Nous ne savons pas encore ce que ces évolutions vont provoquer, s’il s’agit d’une bonne ou d’une mauvaise nouvelle, mais nous savons que l’avenir des rapports de puissance est profondément dépendant des choix qui seront faits pour lutter contre la catastrophe climatique. Nous savons, en d’autres termes, qu’entre la guerre, la paix et le climat, un lien solide est désormais noué.

L’année 2022 à elle seule nous a fait prendre un tournant spectaculaire. Alors que la décarbonation de l’économie suscitait généralement des craintes en raison du retard économique et de l’affaiblissement géopolitique qu’elle devait entraîner, l’invasion de l’Ukraine par la Russie de Vladimir Poutine a poussé l’Europe à accélérer l’élimination des énergies fossiles de son économie – celles provenant de l’Empire russe, d’abord, puis, peut-être, dans la foulée, toutes les autres.

Ce processus n’est pour l’instant pas le succès éclatant que l’on pourrait espérer, mais son impact économique négatif immédiat, en particulier sur l’industrie allemande, a en effet été relativisé par la menace militaire bien réelle de la pétro-agression russe aux frontières orientales de l’Union. Dans un monde que l’on pense souvent régi par l’économie, et qui l’est de fait au moins en temps de paix, le principe de sécurité peut l’emporter sur l’impératif de croissance, ne serait-ce que momentanément.

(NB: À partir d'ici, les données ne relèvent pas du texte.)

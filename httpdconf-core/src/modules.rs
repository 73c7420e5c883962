//! Module inventory
//!
//! The set of modules compiled into (static) or loaded by (shared) the target
//! server. `<IfModule>` blocks are evaluated against this inventory.

use serde::{Deserialize, Serialize};
use std::collections::HashSet;

/// How a module is made available to the server
#[derive(Debug, Clone, Copy, PartialEq, Eq, Hash, Serialize, Deserialize)]
#[serde(rename_all = "snake_case")]
pub enum ModuleKind {
    /// Compiled into the server binary
    Static,
    /// Loaded with `LoadModule`
    Shared,
    /// Present on disk but not loaded
    Available,
}

/// A single server module
#[derive(Debug, Clone, PartialEq, Eq, Hash, Serialize, Deserialize)]
pub struct Module {
    pub name: String,
    pub kind: ModuleKind,
}

impl Module {
    pub fn new(name: impl Into<String>, kind: ModuleKind) -> Self {
        Self {
            name: name.into(),
            kind,
        }
    }

    /// Name used for `IfModule` comparisons
    pub fn canonical_name(&self) -> String {
        canonical_module_name(&self.name)
    }
}

/// Static and shared modules known to be loaded
#[derive(Debug, Clone, Default)]
pub struct ModuleInventory {
    modules: Vec<Module>,
    static_names: HashSet<String>,
    shared_names: HashSet<String>,
}

impl ModuleInventory {
    pub fn new<S, T>(static_modules: S, shared_modules: T) -> Self
    where
        S: IntoIterator,
        S::Item: Into<String>,
        T: IntoIterator,
        T::Item: Into<String>,
    {
        let modules = static_modules
            .into_iter()
            .map(|name| Module::new(name, ModuleKind::Static))
            .chain(
                shared_modules
                    .into_iter()
                    .map(|name| Module::new(name, ModuleKind::Shared)),
            )
            .collect();
        Self::from_modules(modules)
    }

    /// Build an inventory from already-typed modules
    pub fn from_modules(modules: Vec<Module>) -> Self {
        let mut static_names = HashSet::new();
        let mut shared_names = HashSet::new();
        for module in &modules {
            match module.kind {
                ModuleKind::Static => {
                    static_names.insert(module.canonical_name());
                }
                ModuleKind::Shared => {
                    shared_names.insert(module.canonical_name());
                }
                ModuleKind::Available => {}
            }
        }
        Self {
            modules,
            static_names,
            shared_names,
        }
    }

    pub fn modules(&self) -> &[Module] {
        &self.modules
    }

    pub fn is_static(&self, identifier: &str) -> bool {
        self.static_names.contains(&canonical_module_name(identifier))
    }

    pub fn is_shared(&self, identifier: &str) -> bool {
        self.shared_names.contains(&canonical_module_name(identifier))
    }

    /// Whether the module is compiled in or loaded.
    ///
    /// `identifier` may be a module identifier (`ssl_module`) or a module
    /// source file (`mod_ssl.c`).
    pub fn is_loaded(&self, identifier: &str) -> bool {
        self.is_static(identifier) || self.is_shared(identifier)
    }
}

/// Reduce a module identifier or file name to its bare name.
///
/// `ssl_module`, `mod_ssl.c`, `!mod_ssl.c` and `"ssl_module"` all become `ssl`.
pub fn canonical_module_name(identifier: &str) -> String {
    let mut name = identifier.trim().trim_matches('"').trim();
    name = name.strip_prefix('!').unwrap_or(name).trim();
    name = name.strip_prefix("mod_").unwrap_or(name);
    name = name.strip_suffix(".c").unwrap_or(name);
    name = name.strip_suffix("_module").unwrap_or(name);
    name.to_string()
}
use thiserror::Error;
use tracing::{debug, info, warn};

use crate::attribute::{names, Attribute, AttributeCatalog};
use crate::config::RulesConfig;
use crate::delta::{diff_snapshots, EntityDelta};
use crate::entity::{EntityRef, EntityState};
use crate::geometry::Direction;
use crate::grid::GridState;
use crate::history::History;
use crate::systems::{ChainResolver, TurnSystemId, TurnSystemsHost};
use crate::trade::{trade_attribute, TradeRejection};
use crate::EngineError;

#[derive(Debug, Error)]
pub enum TurnError {
    #[error("level is already complete")]
    LevelComplete,
    #[error("the player is gone; undo to continue")]
    PlayerLost,
    #[error("trade was opened on a snapshot that is no longer current")]
    StaleTrade,
    #[error(transparent)]
    Config(#[from] EngineError),
}

/// One history slot: a resolved snapshot plus what the turn that produced
/// it decided.
#[derive(Debug, Clone, PartialEq, Eq)]
pub struct TurnFrame {
    pub grid: GridState,
    pub turn: u64,
    pub level_complete: bool,
}

/// Summary handed to the presentation layer after each resolved turn.
#[derive(Debug, Clone, PartialEq, Eq)]
pub struct TurnReport {
    pub turn: u64,
    pub player_moved: bool,
    pub player_blocked: bool,
    pub player_lost: bool,
    pub level_complete: bool,
    pub deltas: Vec<EntityDelta>,
    pub fingerprint: String,
    pub system_order: Vec<TurnSystemId>,
}

/// Turn controller: owns the history and the ordered systems for one level.
#[derive(Debug, Clone)]
pub struct Level {
    history: History<TurnFrame>,
    catalog: AttributeCatalog,
    host: TurnSystemsHost,
}

impl Level {
    /// Validates the authored entities and publishes them as turn zero.
    pub fn new(
        entities: impl IntoIterator<Item = EntityState>,
        catalog: AttributeCatalog,
        rules: RulesConfig,
    ) -> Result<Self, EngineError> {
        let grid = GridState::from_entities(entities)?;
        let player = grid.player_state()?;
        validate_portals(&grid)?;
        info!(
            entities = grid.len(),
            attributes = catalog.len(),
            player = %player.entity(),
            "level_started"
        );

        let mut history = match rules.history_limit {
            Some(limit) => History::with_limit(limit),
            None => History::new(),
        };
        history.create_next(TurnFrame {
            grid,
            turn: 0,
            level_complete: false,
        });
        Ok(Self {
            history,
            catalog,
            host: TurnSystemsHost::default(),
        })
    }

    pub fn current(&self) -> &GridState {
        &self.current_frame().grid
    }

    pub fn previous(&self) -> Option<&GridState> {
        self.history.previous().map(|frame| &frame.grid)
    }

    pub fn current_frame(&self) -> &TurnFrame {
        self.history.current()
    }

    pub fn turn(&self) -> u64 {
        self.current_frame().turn
    }

    pub fn is_complete(&self) -> bool {
        self.current_frame().level_complete
    }

    pub fn catalog(&self) -> &AttributeCatalog {
        &self.catalog
    }

    pub fn history(&self) -> &History<TurnFrame> {
        &self.history
    }

    pub fn system_order_text(&self) -> String {
        self.host.order_text()
    }

    /// Resolves one turn. `None` lets the world advance without moving the
    /// player. A configuration error leaves history untouched.
    pub fn step(&mut self, direction: Option<Direction>) -> Result<TurnReport, TurnError> {
        let base = self.playable_frame()?;
        let base_grid = base.grid.clone();
        let turn = base.turn + 1;
        let (frame, report) = self.resolve(&base_grid, &base_grid, direction, turn)?;
        self.history.create_next(frame);
        Ok(report)
    }

    pub fn undo(&mut self) -> bool {
        let undone = self.history.try_undo();
        debug!(undone, turn = self.turn(), "undo_requested");
        undone
    }

    pub fn redo(&mut self) -> bool {
        let redone = self.history.try_redo();
        debug!(redone, turn = self.turn(), "redo_requested");
        redone
    }

    /// Opens an attribute trade between two entities of the current
    /// snapshot. The session edits private copies only.
    pub fn begin_trade(
        &self,
        first: EntityRef,
        second: EntityRef,
    ) -> Result<TradeSession, TradeRejection> {
        if first == second {
            return Err(TradeRejection::SameEntity { entity: first });
        }
        let grid = self.current();
        let lookup = |entity| {
            grid.find_entity(entity)
                .cloned()
                .ok_or(TradeRejection::UnknownEntity { entity })
        };
        let session = TradeSession {
            base: grid.clone(),
            first: lookup(first)?,
            second: lookup(second)?,
            dirty: false,
        };
        debug!(first = %first, second = %second, "trade_opened");
        Ok(session)
    }

    /// Publishes a trade as one turn: the edited snapshot is resolved with
    /// no player input. Returns `None` when nothing was transferred.
    pub fn commit_trade(
        &mut self,
        session: TradeSession,
    ) -> Result<Option<TurnReport>, TurnError> {
        if !session.dirty {
            debug!("trade_discarded");
            return Ok(None);
        }
        let base = self.playable_frame()?;
        if base.grid != session.base {
            return Err(TurnError::StaleTrade);
        }
        let turn = base.turn + 1;
        let mut traded = session.base.clone();
        traded.replace(session.first);
        traded.replace(session.second);
        traded.player_state()?;

        let (frame, report) = self.resolve(&session.base, &traded, None, turn)?;
        self.history.create_next(frame);
        info!(turn, "trade_committed");
        Ok(Some(report))
    }

    fn playable_frame(&self) -> Result<&TurnFrame, TurnError> {
        let frame = self.current_frame();
        if frame.level_complete {
            return Err(TurnError::LevelComplete);
        }
        match frame.grid.player_state() {
            Ok(_) => Ok(frame),
            Err(EngineError::NoPlayer) => Err(TurnError::PlayerLost),
            Err(error) => Err(error.into()),
        }
    }

    /// Runs the systems on a copy of `start`; deltas are measured from
    /// `shown`, the snapshot the presentation last drew.
    fn resolve(
        &mut self,
        shown: &GridState,
        start: &GridState,
        direction: Option<Direction>,
        turn: u64,
    ) -> Result<(TurnFrame, TurnReport), EngineError> {
        let mut next = start.clone();
        let outcome = self.host.run_turn(direction, &self.catalog, &mut next)?;
        let player_lost = next.find_by_attribute(names::PLAYER).next().is_none();
        let report = TurnReport {
            turn,
            player_moved: outcome.player_moved,
            player_blocked: outcome.player_blocked,
            player_lost,
            level_complete: outcome.level_complete,
            deltas: diff_snapshots(shown, &next),
            fingerprint: next.fingerprint(),
            system_order: self.host.last_turn_order().to_vec(),
        };
        info!(
            turn,
            direction = direction.map_or("none", Direction::as_token),
            moved = report.player_moved,
            blocked = report.player_blocked,
            deltas = report.deltas.len(),
            fingerprint = %report.fingerprint,
            "turn_resolved"
        );
        if report.level_complete {
            info!(turn, "level_complete");
        }
        if player_lost {
            warn!(turn, "player_lost");
        }
        let frame = TurnFrame {
            grid: next,
            turn,
            level_complete: outcome.level_complete,
        };
        Ok((frame, report))
    }
}

fn validate_portals(grid: &GridState) -> Result<(), EngineError> {
    for name in [names::PORTAL_A, names::PORTAL_B] {
        for portal in grid.find_by_attribute(name) {
            ChainResolver::new(grid, portal.layer(), Direction::Up).paired_portal(portal)?;
        }
    }
    Ok(())
}

/// Pending attribute exchange between two entities.
#[derive(Debug, Clone)]
pub struct TradeSession {
    base: GridState,
    first: EntityState,
    second: EntityState,
    dirty: bool,
}

impl TradeSession {
    pub fn first(&self) -> &EntityState {
        &self.first
    }

    pub fn second(&self) -> &EntityState {
        &self.second
    }

    pub fn is_dirty(&self) -> bool {
        self.dirty
    }

    /// Attributes `entity` may currently give away.
    pub fn tradeable(&self, entity: EntityRef) -> Vec<&Attribute> {
        [&self.first, &self.second]
            .into_iter()
            .filter(|state| state.entity() == entity)
            .flat_map(|state| state.attributes().iter())
            .filter(|attribute| attribute.is_tradeable())
            .collect()
    }

    /// Moves `attribute` from `from` to the other participant.
    pub fn transfer(&mut self, from: EntityRef, attribute: &str) -> Result<(), TradeRejection> {
        let (source, destination) = if from == self.first.entity() {
            (&mut self.first, &mut self.second)
        } else if from == self.second.entity() {
            (&mut self.second, &mut self.first)
        } else {
            return Err(TradeRejection::UnknownEntity { entity: from });
        };
        let (given, received) = trade_attribute(source, destination, attribute)?;
        *source = given;
        *destination = received;
        self.dirty = true;
        debug!(
            from = %from,
            to = %destination.entity(),
            attribute,
            "attribute_transferred"
        );
        Ok(())
    }
}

C’est selon cette logique que la révolution énergétique européenne a trouvé une nouvelle légitimité, par-delà les arguments environnementaux et scientifiques habituels. Désormais, l’énergie et le climat sont indissociables de la géopolitique. Agir pour le climat, ce n’est plus agir de façon désintéressée pour le bien d’une humanité abstraite, mais c’est s’inscrire dans des rivalités de pouvoir et défendre la sécurité d’une nation ou d’une alliance entre nations.

Le grand paradoxe de cette situation est que dans cette course au « net zéro », il faut arriver en bonne position. Il faut entrer en compétition, freiner l’autre, poser ses conditions – et donc potentiellement compromettre la cohérence de l’action collective. Pour tirer les bénéfices du nouvel ordre énergétique, de son aura écologique (qui exploite les ressources, qui en subit les conséquences environnementales ?), technologique (qui développe les brevets, les savoir-faire nécessaires à la transition ?), diplomatique (qui jouira du statut de « champion du climat » ?), les stratégies de puissance restent de mise.

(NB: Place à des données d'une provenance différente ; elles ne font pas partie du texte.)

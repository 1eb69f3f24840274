use thiserror::Error;

use crate::attribute::Attribute;
use crate::entity::{EntityRef, EntityState};

/// Why an attribute trade was refused. A refused trade changes nothing.
#[derive(Debug, Clone, PartialEq, Eq, Error)]
pub enum TradeRejection {
    #[error("{entity} already has '{attribute}'")]
    AlreadyPresent { entity: EntityRef, attribute: String },
    #[error("{entity} has no '{attribute}' to give")]
    NotPresent { entity: EntityRef, attribute: String },
    #[error("'{attribute}' is locked")]
    Locked { attribute: String },
    #[error("'{attribute}' is inactive")]
    Inactive { attribute: String },
    #[error("{entity} cannot trade with itself")]
    SameEntity { entity: EntityRef },
    #[error("{entity} is not part of this trade")]
    UnknownEntity { entity: EntityRef },
}

/// Moves the attribute called `attribute` from `source` to `destination`.
///
/// Returns the new `(source, destination)` pair, or a rejection with both
/// inputs untouched.
pub fn trade_attribute(
    source: &EntityState,
    destination: &EntityState,
    attribute: &str,
) -> Result<(EntityState, EntityState), TradeRejection> {
    if source.entity() == destination.entity() {
        return Err(TradeRejection::SameEntity {
            entity: source.entity(),
        });
    }
    let moved = tradeable_attribute(source, attribute)?;
    let received = destination
        .with_attribute(&moved)
        .ok_or_else(|| TradeRejection::AlreadyPresent {
            entity: destination.entity(),
            attribute: attribute.to_string(),
        })?;
    Ok((source.without_attribute(&moved), received))
}

fn tradeable_attribute(source: &EntityState, name: &str) -> Result<Attribute, TradeRejection> {
    let attribute = source
        .attributes()
        .iter()
        .find(|candidate| candidate.name() == name)
        .cloned()
        .ok_or_else(|| TradeRejection::NotPresent {
            entity: source.entity(),
            attribute: name.to_string(),
        })?;
    if attribute.is_locked() {
        return Err(TradeRejection::Locked {
            attribute: name.to_string(),
        });
    }
    if !attribute.is_active() {
        return Err(TradeRejection::Inactive {
            attribute: name.to_string(),
        });
    }
    Ok(attribute)
}

#[cfg(test)]
mod tests {
    use super::*;
    use crate::attribute::names;
    use crate::geometry::{GridPos, Layer};

    fn state(id: u64, attributes: Vec<Attribute>) -> EntityState {
        EntityState::new(
            EntityRef(id),
            GridPos::new(id as i32, 0),
            Layer::Objects,
            None,
            attributes,
        )
    }

    #[test]
    fn trade_moves_attribute_between_entities() {
        let player = state(
            0,
            vec![Attribute::new(names::PLAYER), Attribute::new(names::FLAMMABLE)],
        );
        let crate_box = state(1, vec![Attribute::new(names::PUSHABLE)]);

        let (player_after, box_after) =
            trade_attribute(&player, &crate_box, names::FLAMMABLE).expect("trade");

        assert!(!player_after.has_attribute(names::FLAMMABLE));
        assert!(player_after.has_attribute(names::PLAYER));
        let listed = box_after
            .attributes()
            .iter()
            .map(Attribute::name)
            .collect::<Vec<_>>();
        assert_eq!(listed, vec![names::PUSHABLE, names::FLAMMABLE]);
    }

    #[test]
    fn rejected_trade_leaves_both_entities_unchanged() {
        let player = state(0, vec![Attribute::new(names::PLAYER), Attribute::new(names::PUSHABLE)]);
        let crate_box = state(1, vec![Attribute::new(names::PUSHABLE)]);
        let player_before = player.clone();
        let box_before = crate_box.clone();

        let rejection = trade_attribute(&player, &crate_box, names::PUSHABLE)
            .expect_err("destination already has it");

        assert_eq!(
            rejection,
            TradeRejection::AlreadyPresent {
                entity: EntityRef(1),
                attribute: names::PUSHABLE.to_string(),
            }
        );
        assert_eq!(player, player_before);
        assert_eq!(crate_box, box_before);
    }

    #[test]
    fn locked_and_inactive_attributes_stay_put() {
        let locked = Attribute::with_flags(names::WIN, true, true, "");
        let dormant = Attribute::with_flags(names::FLAMMABLE, false, false, "");
        let source = state(0, vec![locked, dormant]);
        let destination = state(1, Vec::new());

        assert!(matches!(
            trade_attribute(&source, &destination, names::WIN),
            Err(TradeRejection::Locked { .. })
        ));
        assert!(matches!(
            trade_attribute(&source, &destination, names::FLAMMABLE),
            Err(TradeRejection::Inactive { .. })
        ));
    }

    #[test]
    fn missing_attribute_and_self_trade_are_rejected() {
        let source = state(0, vec![Attribute::new(names::PLAYER)]);
        let destination = state(1, Vec::new());
        assert!(matches!(
            trade_attribute(&source, &destination, names::BURNING),
            Err(TradeRejection::NotPresent { .. })
        ));
        assert_eq!(
            trade_attribute(&source, &source, names::PLAYER),
            Err(TradeRejection::SameEntity {
                entity: EntityRef(0)
            })
        );
    }
}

On utilise les leviers du commerce, de l’innovation scientifique, la création de coalitions internationales, d’infrastructures techniques et normatives et parfois la pure et simple coercition. Pour en rester à la situation induite par la guerre en Ukraine, les sanctions prises contre le pétrole et le gaz russes ont créé une opportunité pour les pays du Sud, l’Inde en particulier, qui ont pu acheter à bas prix cette énergie bradée sur les marchés internationaux, au grand dam des puissances occidentales. Les lignes de fracture de la politique mondiale tendent ainsi à s’aligner sur l’attitude face à la crise climatique car, contre les États-fossiles comme la Russie ou l’Arabie saoudite, chacun se positionne en fonction de ses intérêts immédiats, de ses atouts et de ses faiblesses.

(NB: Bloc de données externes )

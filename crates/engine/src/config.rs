/// Tunables for one [`crate::Level`].
#[derive(Debug, Clone, Default, PartialEq, Eq)]
pub struct RulesConfig {
    /// Oldest turns are forgotten past this many snapshots. `None` keeps all.
    pub history_limit: Option<usize>,
}

impl RulesConfig {
    pub fn with_history_limit(limit: usize) -> Self {
        Self {
            history_limit: Some(limit),
        }
    }
}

C’est cette situation que je propose d’appeler écologie de guerre. Cette expression désigne le moment où soutenabilité et sécurité n’apparaissent plus comme des injonctions contradictoires mais convergent – au moins dans les discours – pour aiguiller vers une réduction des émissions de gaz à effet de serre. Lorsque l’écologie de guerre émerge, l’ordre énergétique et industriel change moins en raison des alertes scientifiques, des mobilisations sociales ou du sens de la justice que d’impératifs de sécurité et de puissance profondément liés à l’État. On trouve des éléments de cette écologie de guerre dans les grands discours de politique étrangère développés depuis le début des années 2020.

L’un des exemples les plus notables est l’attitude du gouvernement américain après l’ère trumpienne : les stratèges de la politique étrangère qui entourent Joe Biden ont développé l’idée selon laquelle les États-Unis doivent entrer dans la course au net zéro pour en tirer les bénéfices économiques et politiques, mais aussi et surtout géopolitiques. Cela doit en effet permettre de limiter l’influence du rival chinois (déjà très engagé dans l’industrie des énergies renouvelables) et de soulager l’exposition du pays aux risques climatiques futurs. L’écologie de guerre nous fait entrer dans une logique où la poursuite de la puissance, voire, dans le cas américain, de l’hégémonie sur la scène internationale, s’alimente d’un discours sur la réponse à la crise climatique.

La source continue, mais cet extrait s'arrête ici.